2. Growing use of d3 for mapping. Mapping data was a big trend this year and it will continue to be another important data-driven journalism technique in 2014. However, we will see many news organizations and reporters going beyond the typical mapping tools and techniques and exploring the use of d3. D3 is a JavaScript library that stands for Data Driven Documents. It allows the user to manipulate all aspects of the data and this can provide greater control when mapping data to a location, geographic coordinate, state, region, etc. Nick Stockton of Wired Magazine wrote an excellent piece on how to make better maps using d3, that can help any reporter to get started with using this technique in 2014: http://www.wired.com/wiredscience/2013/12/make-better-maps-with-d3/

3. Data libraries. In 2014, there will be a growing number of data libraries that will be popping up around the world. Some of these libraries will be created by third-party entitles, others through journalists’ collaborations and some will be newsroom-driven. These libraries will be of all kinds ranging from those that are for-profit with a pay-per-use model to an open-source format. We will also see libraries expanding beyond just the collection of numerical data and into other formats such as videos, graphics, photos and more. Examples of data libraries that have been in the news this year include but are not limited to Quandl, Knoema, and of course, the private newsroom data library tool Panda created by The Chicago Tribune team several years ago and has now become a project of IRE. This is definitely area to continue to watch in the coming year.

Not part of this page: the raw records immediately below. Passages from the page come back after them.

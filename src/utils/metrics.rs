use std::collections::HashMap;
use std::sync::Arc;
use std::time::Instant;
use tokio::sync::Mutex;
use chrono::{DateTime, Utc};
use serde::{Serialize, Deserialize};

/// Job pipeline metrics collector
#[derive(Debug, Clone)]
pub struct MetricsCollector {
    /// In-memory metrics store
    metrics: Arc<Mutex<Metrics>>,
}

/// How a worker finished with one message
#[derive(Debug, Clone, Copy, PartialEq, Eq, Hash, Serialize, Deserialize)]
#[serde(rename_all = "snake_case")]
pub enum TaskOutcomeKind {
    Cached,
    Duplicate,
    Completed,
    Failed,
    Invalid,
}

/// Metrics data structure
#[derive(Debug, Clone, Serialize, Deserialize, Default)]
pub struct Metrics {
    /// Start time of the metrics collection
    pub start_time: DateTime<Utc>,

    /// Messages handled by workers
    pub tasks_received: usize,

    /// Worker outcome counts
    pub outcomes: HashMap<TaskOutcomeKind, usize>,

    /// Orchestrator run durations (task kind -> durations in milliseconds)
    pub task_durations: HashMap<String, Vec<u64>>,

    /// Messages put on the broker
    pub messages_published: usize,

    /// Scheduler ticks that ran
    pub ticks_run: usize,

    /// Scheduler ticks skipped because another tick held the guard
    pub ticks_skipped: usize,

    /// Schedules that failed to dispatch
    pub schedule_errors: usize,

    /// Poll loops that saw a completed job
    pub polls_completed: usize,

    /// Poll loops that ran out of attempts
    pub polls_timed_out: usize,

    /// Completed tasks per minute
    pub completion_rate: Vec<(DateTime<Utc>, usize)>,
}

impl Metrics {
    pub fn outcome_count(&self, outcome: TaskOutcomeKind) -> usize {
        self.outcomes.get(&outcome).copied().unwrap_or(0)
    }
}

impl Default for MetricsCollector {
    fn default() -> Self {
        Self::new()
    }
}

impl MetricsCollector {
    /// Create a new metrics collector
    pub fn new() -> Self {
        let metrics = Metrics {
            start_time: Utc::now(),
            ..Default::default()
        };

        Self {
            metrics: Arc::new(Mutex::new(metrics)),
        }
    }

    /// Record how a worker finished with a message
    pub async fn record_task(&self, kind: &str, outcome: TaskOutcomeKind, duration_ms: Option<u64>) {
        let mut metrics = self.metrics.lock().await;

        metrics.tasks_received += 1;
        *metrics.outcomes.entry(outcome).or_default() += 1;

        if let Some(duration) = duration_ms {
            metrics.task_durations
                .entry(kind.to_string())
                .or_default()
                .push(duration);
        }

        if outcome != TaskOutcomeKind::Completed {
            return;
        }

        // Update completion rate (every minute)
        let now = Utc::now();

        if let Some((last_time, count)) = metrics.completion_rate.last_mut() {
            if (now - *last_time).num_seconds() < 60 {
                *count += 1;
            } else {
                metrics.completion_rate.push((now, 1));
            }
        } else {
            metrics.completion_rate.push((now, 1));
        }
    }

    pub async fn record_published(&self, count: usize) {
        self.metrics.lock().await.messages_published += count;
    }

    /// Record a scheduler tick; `skipped` when the guard was held
    pub async fn record_tick(&self, skipped: bool) {
        let mut metrics = self.metrics.lock().await;
        if skipped {
            metrics.ticks_skipped += 1;
        } else {
            metrics.ticks_run += 1;
        }
    }

    pub async fn record_schedule_error(&self) {
        self.metrics.lock().await.schedule_errors += 1;
    }

    /// Record the end of one poll loop
    pub async fn record_poll(&self, completed: bool) {
        let mut metrics = self.metrics.lock().await;
        if completed {
            metrics.polls_completed += 1;
        } else {
            metrics.polls_timed_out += 1;
        }
    }

    /// Start timing an orchestrator run
    pub fn start_timer(&self) -> RequestTimer {
        RequestTimer {
            start: Instant::now(),
        }
    }

    /// Get all metrics
    pub async fn get_metrics(&self) -> Metrics {
        self.metrics.lock().await.clone()
    }
}

/// Timer for measuring run durations
pub struct RequestTimer {
    /// Start time of the run
    start: Instant,
}

impl RequestTimer {
    /// End timing and get the duration in milliseconds
    pub fn end(&self) -> u64 {
        self.start.elapsed().as_millis() as u64
    }
}

#[cfg(test)]
mod tests {
    use super::*;

    #[tokio::test]
    async fn test_record_task_outcomes() {
        let collector = MetricsCollector::new();

        collector.record_task("scrape", TaskOutcomeKind::Completed, Some(120)).await;
        collector.record_task("scrape", TaskOutcomeKind::Duplicate, None).await;
        collector.record_task("seo-analysis", TaskOutcomeKind::Failed, Some(40)).await;

        let metrics = collector.get_metrics().await;
        assert_eq!(metrics.tasks_received, 3);
        assert_eq!(metrics.outcome_count(TaskOutcomeKind::Completed), 1);
        assert_eq!(metrics.outcome_count(TaskOutcomeKind::Duplicate), 1);
        assert_eq!(metrics.outcome_count(TaskOutcomeKind::Cached), 0);
        assert_eq!(metrics.task_durations["scrape"], vec![120]);
        assert_eq!(metrics.completion_rate.len(), 1);
    }

    #[tokio::test]
    async fn test_scheduler_counters() {
        let collector = MetricsCollector::new();

        collector.record_tick(false).await;
        collector.record_tick(true).await;
        collector.record_published(4).await;
        collector.record_poll(true).await;
        collector.record_poll(false).await;

        let metrics = collector.get_metrics().await;
        assert_eq!((metrics.ticks_run, metrics.ticks_skipped), (1, 1));
        assert_eq!(metrics.messages_published, 4);
        assert_eq!((metrics.polls_completed, metrics.polls_timed_out), (1, 1));
    }

    #[test]
    fn test_metrics_serialize_outcome_keys() {
        let mut metrics = Metrics::default();
        metrics.outcomes.insert(TaskOutcomeKind::Cached, 2);

        let value = serde_json::to_value(&metrics).unwrap();
        assert_eq!(value["outcomes"]["cached"], 2);
    }
}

4. The Super Team: JavaScript, jQuery and HTML5. In 2014, we will see that more data-driven journalism projects will not be done via a simple software tool but created through the powerful combination of JavaScript, HTML5 and jQuery.

One example that helps to show this powerful combination is HighCharts. It has continued to be a helpful resource for many newsrooms in creating charts.

Are you uncertain of how to get started on this in 2014? There is a great tutorial on how to get started with using HighCharts by Texas State Associate Professor Cindy Royal:
http://advanced.cindyroyal.net/handouts/highcharts.pdf

5. Deep analysis and the meaning of the data. In 2013, there were several great data journalism projects produced by many reporters and news organizations around the world. There were several beautiful infographics and data visualizations as well, but at the end of the day, what does all the data really mean? A data-driven story is only as good as what meaning the story provides.

In 2014, we are going to see the push to go beyond the typical presentation of results and going deeper into analyzing the data to make robust stories that help the public to understand what the data means. This will include a push into the possibilities of maximizing statistics and data science to find that greater meaning.

Are you afraid of statistics? Don’t be. There is no time like the present to jump into the water and understand statistics as 2014 gets underway.

Dave Stanton gives a nice primer about learning the basics of statistics in this Source article: http://source.opennews.org/en-US/learning/know-your-stats/

Jonathan Stray provides some great insight for reporters on how to draw conclusions from data in this Source article:
http://source.opennews.org/en-US/learning/statistically-sound-data-journalism/

As 2014 is quickly around the corner, these predictions highlight the power of what data-driven journalism can do in the coming year and how the news industry can impact the communities they serve one data point at a time.